Soumis par Philippe St-Germain le 26/01/2017
Catégories: Fiction, Bande dessinée

 

Dans la première partie de cette étude du passage de Charles Soule sur Swamp Thing, il a surtout été question de la première longue histoire mettant aux prises Swamp Thing et Seeder (#19 à 27); j’ai insisté sur le dialogue sous-jacent avec l’ère d’Alan Moore grâce, notamment, à la reconsidération (puis à la destruction) du parlement des arbres. Ce dialogue se poursuivra ici, avec un accent marqué sur des éléments que l’on pourrait qualifier de «postmodernes», dans l’histoire du personnage et des comic books: les états de conscience démultipliés et la métafiction.

 

Aventures perceptuelles

Si les débuts de Swamp Thing proposaient déjà une double conscience (humaine/végétale), la série —surtout depuis le passage d’Alan Moore sur le titre— a généralement fait la part belle aux états de conscience altérés, qu’ils soient ceux du personnage titre ou ceux de ses proches. Moore a notamment fait pousser sur le corps de Swamp Thing un légume aux propriétés frappantes: une fois ingéré, il permet à son consommateur de sortir de sa propre conscience pour participer à la réalité de Swamp Thing en tant qu’avatar du Vert. Dans le numéro intitulé «Rite of Spring» (#34, mars 1985), sa compagne (humaine) Abigail Arcane mange l’aliment et elle vit une expérience troublante de communion (qui peut être considérée sur plusieurs plans: mystique, sexuelle, etc.). Le successeur immédiat de Moore, Rick Veitch (qui a aussi participé à plusieurs des numéros de Moore en tant que dessinateur), a poussé encore plus loin ces développements lorsqu’il est devenu l’auteur et dessinateur de la série de 1987 à 1989, proposant des histoires au lourd héritage hippie1.

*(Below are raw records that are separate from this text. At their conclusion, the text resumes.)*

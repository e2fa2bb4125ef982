//! Print selection for a decklist entry
//!
//! Narrowing is all-or-nothing: either a print satisfies every hint, or
//! the first print of the card is used. A print that matches the set but
//! not the collector number is never returned.

use crate::core::{Print, RawCard};

/// Hints carried by a decklist entry
#[derive(Debug, Clone, Copy, Default, PartialEq, Eq)]
pub struct PrintQuery<'a> {
    pub set: Option<&'a str>,
    pub collector_number: Option<&'a str>,
    pub foil: bool,
    pub etched: bool,
}

impl<'a> PrintQuery<'a> {
    pub fn from_raw(card: &'a RawCard) -> Self {
        PrintQuery {
            set: card.set.as_deref(),
            collector_number: card.collector_number.as_deref(),
            foil: card.is_foil(),
            etched: card.is_etched(),
        }
    }
}

/// Pick one print for the given hints
///
/// Returns `None` only when `prints` is empty.
pub fn search_print<'p>(prints: &'p [Print], query: &PrintQuery<'_>) -> Option<&'p Print> {
    let fallback = prints.first()?;
    let mut candidates: Vec<&Print> = prints.iter().collect();

    if let Some(set) = query.set {
        candidates.retain(|p| p.set.eq_ignore_ascii_case(set));
    }
    if !candidates.is_empty() {
        if let Some(collector_number) = query.collector_number {
            candidates.retain(|p| eq_ignore_case(&p.collector_number, collector_number));
        }
    }
    if !candidates.is_empty() && query.foil {
        candidates.retain(|p| p.foil);
    }
    if !candidates.is_empty() && query.etched {
        candidates.retain(|p| p.etched);
    }

    Some(candidates.first().copied().unwrap_or(fallback))
}

/// Case-insensitive comparison that also covers non-ASCII glyphs ("1492★", "ⅰ")
fn eq_ignore_case(a: &str, b: &str) -> bool {
    a.eq_ignore_ascii_case(b) || a.to_lowercase() == b.to_lowercase()
}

Les histoires de Charles Soule ne sont pas en reste et exploitent plusieurs fois ce thème. Le #20 s’ouvre sur un vaste délire de Holland, soumis au gaz hallucinogène de Scarecrow; ce délire est éprouvé de manière intime (un de ses rêves est illustré en deux segments), mais le rapport du personnage au Vert occasionne des répercussions spectaculaires sur la nature, des plantes étranges gagnant progressivement Metropolis (Superman lui-même devra mettre un terme à la menace). Quelques numéros plus tard, tandis qu’il est condamné à une retraite dans le Vert pendant que Seeder en est l’avatar, Holland se voit offrir par Wolf un fruit qui le fera dormir et rêver —il préfère toutefois le refuser et conserver l’espoir de regagner son monde, plutôt que se perdre dans le Vert. Ce pragmatisme fait écho à sa décision de détruire l’oasis que Seeder avait créée dans l’enthousiasme.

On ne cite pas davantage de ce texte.